▶ **EXERCISE DETAILS**
Which lines below contain the word "RegimeDecision"? Copy each one.

▶ **MATERIAL FOR THE TASK**
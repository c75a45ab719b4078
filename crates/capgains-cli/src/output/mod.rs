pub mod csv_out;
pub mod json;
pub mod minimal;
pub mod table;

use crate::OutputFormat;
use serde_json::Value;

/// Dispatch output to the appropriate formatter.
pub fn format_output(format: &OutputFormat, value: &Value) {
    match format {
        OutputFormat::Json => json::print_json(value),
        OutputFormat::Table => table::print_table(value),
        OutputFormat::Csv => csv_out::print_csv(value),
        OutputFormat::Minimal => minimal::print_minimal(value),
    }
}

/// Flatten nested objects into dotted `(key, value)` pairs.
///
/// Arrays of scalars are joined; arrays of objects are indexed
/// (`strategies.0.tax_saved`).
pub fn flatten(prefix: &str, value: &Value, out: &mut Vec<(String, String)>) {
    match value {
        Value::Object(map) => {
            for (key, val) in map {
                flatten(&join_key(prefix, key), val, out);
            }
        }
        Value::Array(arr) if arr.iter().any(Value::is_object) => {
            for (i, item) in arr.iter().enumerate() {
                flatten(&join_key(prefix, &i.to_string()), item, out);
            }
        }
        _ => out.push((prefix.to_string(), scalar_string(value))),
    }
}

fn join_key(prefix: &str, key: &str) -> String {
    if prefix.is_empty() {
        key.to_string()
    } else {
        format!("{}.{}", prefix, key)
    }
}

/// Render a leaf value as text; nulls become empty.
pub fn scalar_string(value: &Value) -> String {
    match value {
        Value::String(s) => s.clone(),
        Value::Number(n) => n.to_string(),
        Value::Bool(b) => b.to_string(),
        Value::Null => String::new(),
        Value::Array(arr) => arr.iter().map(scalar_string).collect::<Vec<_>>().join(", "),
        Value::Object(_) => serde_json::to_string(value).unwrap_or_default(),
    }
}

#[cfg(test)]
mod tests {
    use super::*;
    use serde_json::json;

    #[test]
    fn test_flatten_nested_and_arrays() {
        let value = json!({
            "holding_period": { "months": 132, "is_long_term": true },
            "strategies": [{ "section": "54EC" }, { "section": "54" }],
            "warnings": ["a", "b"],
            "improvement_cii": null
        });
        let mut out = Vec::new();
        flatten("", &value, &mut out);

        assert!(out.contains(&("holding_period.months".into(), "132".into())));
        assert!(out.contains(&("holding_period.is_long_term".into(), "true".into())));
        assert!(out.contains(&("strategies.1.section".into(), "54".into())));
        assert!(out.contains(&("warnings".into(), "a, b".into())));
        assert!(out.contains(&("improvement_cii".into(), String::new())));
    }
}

* * *

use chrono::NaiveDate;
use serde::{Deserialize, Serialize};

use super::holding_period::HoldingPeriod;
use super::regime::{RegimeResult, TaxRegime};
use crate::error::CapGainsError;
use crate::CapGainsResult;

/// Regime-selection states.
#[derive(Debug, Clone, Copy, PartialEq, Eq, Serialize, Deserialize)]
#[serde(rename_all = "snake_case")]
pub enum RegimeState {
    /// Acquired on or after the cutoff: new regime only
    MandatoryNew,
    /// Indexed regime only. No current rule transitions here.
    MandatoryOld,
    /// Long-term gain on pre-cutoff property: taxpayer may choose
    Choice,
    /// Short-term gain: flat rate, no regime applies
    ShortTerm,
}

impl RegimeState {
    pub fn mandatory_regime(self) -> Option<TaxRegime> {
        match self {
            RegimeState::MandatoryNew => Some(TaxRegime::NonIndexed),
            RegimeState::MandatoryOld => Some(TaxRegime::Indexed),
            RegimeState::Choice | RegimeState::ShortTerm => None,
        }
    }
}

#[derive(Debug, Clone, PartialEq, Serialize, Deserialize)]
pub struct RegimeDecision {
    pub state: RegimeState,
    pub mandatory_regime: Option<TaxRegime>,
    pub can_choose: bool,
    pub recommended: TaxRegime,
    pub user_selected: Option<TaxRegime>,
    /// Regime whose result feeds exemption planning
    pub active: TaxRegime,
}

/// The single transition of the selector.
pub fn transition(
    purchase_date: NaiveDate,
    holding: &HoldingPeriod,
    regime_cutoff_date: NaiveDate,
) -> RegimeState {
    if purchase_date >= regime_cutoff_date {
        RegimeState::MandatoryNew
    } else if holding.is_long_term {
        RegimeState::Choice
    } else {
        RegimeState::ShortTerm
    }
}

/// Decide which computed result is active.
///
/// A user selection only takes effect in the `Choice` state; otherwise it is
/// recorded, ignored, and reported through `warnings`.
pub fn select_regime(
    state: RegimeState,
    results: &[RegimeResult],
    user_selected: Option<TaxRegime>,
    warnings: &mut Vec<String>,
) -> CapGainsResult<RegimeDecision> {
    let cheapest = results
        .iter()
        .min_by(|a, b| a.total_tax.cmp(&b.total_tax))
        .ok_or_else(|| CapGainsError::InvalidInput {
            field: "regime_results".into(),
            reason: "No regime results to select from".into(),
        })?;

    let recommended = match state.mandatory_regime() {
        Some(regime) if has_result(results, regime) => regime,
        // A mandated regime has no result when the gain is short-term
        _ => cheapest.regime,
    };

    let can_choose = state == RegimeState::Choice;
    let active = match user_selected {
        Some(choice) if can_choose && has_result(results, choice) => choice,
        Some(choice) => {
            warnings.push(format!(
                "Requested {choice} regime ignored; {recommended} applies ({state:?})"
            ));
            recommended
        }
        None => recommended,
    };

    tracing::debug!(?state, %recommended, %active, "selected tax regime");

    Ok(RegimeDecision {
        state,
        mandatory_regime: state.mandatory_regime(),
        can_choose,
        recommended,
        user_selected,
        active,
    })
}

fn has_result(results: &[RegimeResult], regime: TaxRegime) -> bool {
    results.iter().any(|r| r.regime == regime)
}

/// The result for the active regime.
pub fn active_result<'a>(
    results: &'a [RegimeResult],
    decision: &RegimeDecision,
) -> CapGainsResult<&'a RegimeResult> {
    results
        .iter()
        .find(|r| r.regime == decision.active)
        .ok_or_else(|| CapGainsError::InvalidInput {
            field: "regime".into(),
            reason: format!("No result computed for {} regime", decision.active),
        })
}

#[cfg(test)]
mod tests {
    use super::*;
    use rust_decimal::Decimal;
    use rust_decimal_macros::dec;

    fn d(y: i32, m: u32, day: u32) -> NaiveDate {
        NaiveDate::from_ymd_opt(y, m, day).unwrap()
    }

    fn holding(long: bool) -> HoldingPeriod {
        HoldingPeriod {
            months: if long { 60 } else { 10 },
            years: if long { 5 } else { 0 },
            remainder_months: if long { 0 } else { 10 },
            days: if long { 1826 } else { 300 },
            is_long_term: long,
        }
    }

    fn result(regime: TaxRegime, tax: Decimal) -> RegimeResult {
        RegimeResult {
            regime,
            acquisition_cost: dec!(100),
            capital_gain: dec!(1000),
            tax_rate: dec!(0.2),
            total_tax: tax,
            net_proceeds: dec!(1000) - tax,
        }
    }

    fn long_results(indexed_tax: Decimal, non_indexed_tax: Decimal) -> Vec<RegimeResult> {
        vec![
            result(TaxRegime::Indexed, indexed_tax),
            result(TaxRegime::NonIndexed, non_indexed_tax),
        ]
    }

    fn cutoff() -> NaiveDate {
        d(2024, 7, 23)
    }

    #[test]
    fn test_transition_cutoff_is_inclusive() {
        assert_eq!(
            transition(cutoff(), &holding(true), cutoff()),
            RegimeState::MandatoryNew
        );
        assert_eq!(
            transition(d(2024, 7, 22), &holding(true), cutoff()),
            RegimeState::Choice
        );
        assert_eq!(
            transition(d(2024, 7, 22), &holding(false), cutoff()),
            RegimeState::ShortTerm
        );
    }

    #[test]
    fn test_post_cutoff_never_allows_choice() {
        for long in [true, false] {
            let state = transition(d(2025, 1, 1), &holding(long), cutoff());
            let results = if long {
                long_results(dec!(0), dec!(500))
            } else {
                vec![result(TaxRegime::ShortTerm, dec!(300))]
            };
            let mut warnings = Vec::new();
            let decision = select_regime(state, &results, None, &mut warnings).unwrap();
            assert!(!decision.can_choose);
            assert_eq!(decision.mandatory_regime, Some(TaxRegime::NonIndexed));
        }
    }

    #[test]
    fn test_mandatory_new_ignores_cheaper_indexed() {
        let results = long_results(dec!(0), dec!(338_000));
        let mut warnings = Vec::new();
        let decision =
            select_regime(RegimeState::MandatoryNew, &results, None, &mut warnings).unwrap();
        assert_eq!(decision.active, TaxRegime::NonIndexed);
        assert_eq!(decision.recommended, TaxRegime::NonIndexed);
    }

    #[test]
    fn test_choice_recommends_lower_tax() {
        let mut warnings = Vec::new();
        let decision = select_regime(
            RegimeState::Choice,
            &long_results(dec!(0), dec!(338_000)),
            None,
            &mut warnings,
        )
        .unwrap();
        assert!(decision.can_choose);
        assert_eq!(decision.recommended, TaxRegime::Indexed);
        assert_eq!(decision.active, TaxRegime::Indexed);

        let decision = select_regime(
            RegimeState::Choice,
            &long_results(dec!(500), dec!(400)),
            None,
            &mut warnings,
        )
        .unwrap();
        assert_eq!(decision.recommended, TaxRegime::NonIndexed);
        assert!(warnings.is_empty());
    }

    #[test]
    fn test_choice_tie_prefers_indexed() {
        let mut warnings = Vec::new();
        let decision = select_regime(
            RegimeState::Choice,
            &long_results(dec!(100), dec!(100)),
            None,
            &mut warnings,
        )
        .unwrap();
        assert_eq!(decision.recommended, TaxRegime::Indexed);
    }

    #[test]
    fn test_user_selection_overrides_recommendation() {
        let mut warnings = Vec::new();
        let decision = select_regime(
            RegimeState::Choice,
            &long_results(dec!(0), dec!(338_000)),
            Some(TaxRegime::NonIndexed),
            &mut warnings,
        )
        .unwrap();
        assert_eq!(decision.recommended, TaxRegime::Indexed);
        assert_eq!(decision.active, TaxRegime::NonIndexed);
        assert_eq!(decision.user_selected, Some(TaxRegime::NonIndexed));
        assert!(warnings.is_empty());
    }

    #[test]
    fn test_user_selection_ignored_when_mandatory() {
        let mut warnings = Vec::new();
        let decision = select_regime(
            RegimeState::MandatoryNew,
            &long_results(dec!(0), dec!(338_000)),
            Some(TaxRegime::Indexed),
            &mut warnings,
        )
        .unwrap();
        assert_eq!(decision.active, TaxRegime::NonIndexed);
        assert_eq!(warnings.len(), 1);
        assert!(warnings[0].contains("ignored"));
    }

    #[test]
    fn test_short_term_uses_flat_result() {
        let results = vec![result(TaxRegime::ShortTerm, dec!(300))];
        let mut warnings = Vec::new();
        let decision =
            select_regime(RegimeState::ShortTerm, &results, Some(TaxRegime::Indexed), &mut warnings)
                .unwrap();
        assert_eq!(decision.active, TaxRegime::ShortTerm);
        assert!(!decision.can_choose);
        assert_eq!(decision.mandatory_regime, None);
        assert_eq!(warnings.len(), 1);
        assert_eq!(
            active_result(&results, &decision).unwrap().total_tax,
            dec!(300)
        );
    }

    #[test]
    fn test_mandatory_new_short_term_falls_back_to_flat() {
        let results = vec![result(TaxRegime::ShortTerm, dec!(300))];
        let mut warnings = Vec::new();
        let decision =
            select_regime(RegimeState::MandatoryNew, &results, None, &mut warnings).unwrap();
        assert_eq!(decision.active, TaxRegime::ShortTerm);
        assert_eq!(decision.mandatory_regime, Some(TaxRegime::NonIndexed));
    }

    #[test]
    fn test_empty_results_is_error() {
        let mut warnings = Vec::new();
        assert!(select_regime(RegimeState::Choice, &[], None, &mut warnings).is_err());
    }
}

▶ **ANSWER**
pub struct RegimeDecision {
) -> CapGainsResult<RegimeDecision> {
    Ok(RegimeDecision {
    decision: &RegimeDecision,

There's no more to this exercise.